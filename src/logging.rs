//! Tracing subscriber setup shared by the binaries

use anyhow::{Context, Result};
use tracing_subscriber::EnvFilter;

use crate::config::{LogFormat, LoggingConfig};

/// Install the global subscriber. `RUST_LOG` wins over the configured level.
pub fn init(config: &LoggingConfig) -> Result<()> {
    let filter = match EnvFilter::try_from_default_env() {
        Ok(filter) => filter,
        Err(_) => EnvFilter::try_new(&config.level)
            .with_context(|| format!("Invalid log level: {}", config.level))?,
    };

    let builder = tracing_subscriber::fmt().with_env_filter(filter);

    let result = match config.format {
        LogFormat::Json => builder.json().try_init(),
        LogFormat::Pretty => builder.try_init(),
    };

    result.map_err(|e| anyhow::anyhow!("Failed to install tracing subscriber: {}", e))
}
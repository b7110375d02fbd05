// Student Ledger - Web Server
// REST API with Axum over a single in-memory ledger

use anyhow::{Context, Result};
use student_ledger::api::{router, AppState};
use student_ledger::{logging, AppConfig, Ledger};
use tracing::info;

// ============================================================================
// Main Server
// ============================================================================

#[tokio::main]
async fn main() -> Result<()> {
    let config = AppConfig::load()?;
    logging::init(&config.logging)?;

    info!(version = student_ledger::VERSION, "Student Ledger - Web Server");

    // One ledger for the life of the process, handed to the router explicitly
    let ledger = Ledger::new();
    let state = AppState::new(ledger).with_default_limit(config.server.default_limit);
    let app = router(state);

    let listener = tokio::net::TcpListener::bind(&config.server.bind)
        .await
        .with_context(|| format!("Failed to bind to address {}", config.server.bind))?;

    info!("🚀 Server running on http://{}", config.server.bind);
    info!("   API: http://{}/admin/transactions/all", config.server.bind);

    axum::serve(listener, app)
        .await
        .context("Failed to start server")?;

    Ok(())
}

============

Assignment ▸ After locating the line with "Err(_) => EnvFilter::try_new(&config.level)", please repeat it and every line after it exactly, through the end of the data above.

Answer box ▸
        Err(_) => EnvFilter::try_new(&config.level)
            .with_context(|| format!("Invalid log level: {}", config.level))?,
    };

    let builder = tracing_subscriber::fmt().with_env_filter(filter);

    let result = match config.format {
        LogFormat::Json => builder.json().try_init(),
        LogFormat::Pretty => builder.try_init(),
    };

    result.map_err(|e| anyhow::anyhow!("Failed to install tracing subscriber: {}", e))
}
repository b7110375d02fbd05
// Student Ledger - Web Server
// REST API with Axum over a single in-memory ledger

use anyhow::{Context, Result};
use student_ledger::api::{router, AppState};
use student_ledger::{logging, AppConfig, Ledger};
use tracing::info;

// ============================================================================
// Main Server
// ============================================================================

#[tokio::main]
async fn main() -> Result<()> {
    let config = AppConfig::load()?;
    logging::init(&config.logging)?;

    info!(version = student_ledger::VERSION, "Student Ledger - Web Server");

    // One ledger for the life of the process, handed to the router explicitly
    let ledger = Ledger::new();
    let state = AppState::new(ledger).with_default_limit(config.server.default_limit);
    let app = router(state);

    let listener = tokio::net::TcpListener::bind(&config.server.bind)
        .await
        .with_context(|| format!("Failed to bind to address {}", config.server.bind))?;

    info!("🚀 Server running on http://{}", config.server.bind);
    info!("   API: http://{}/admin/transactions/all", config.server.bind);

    axum::serve(listener, app)
        .await
        .context("Failed to start server")?;

    Ok(())
}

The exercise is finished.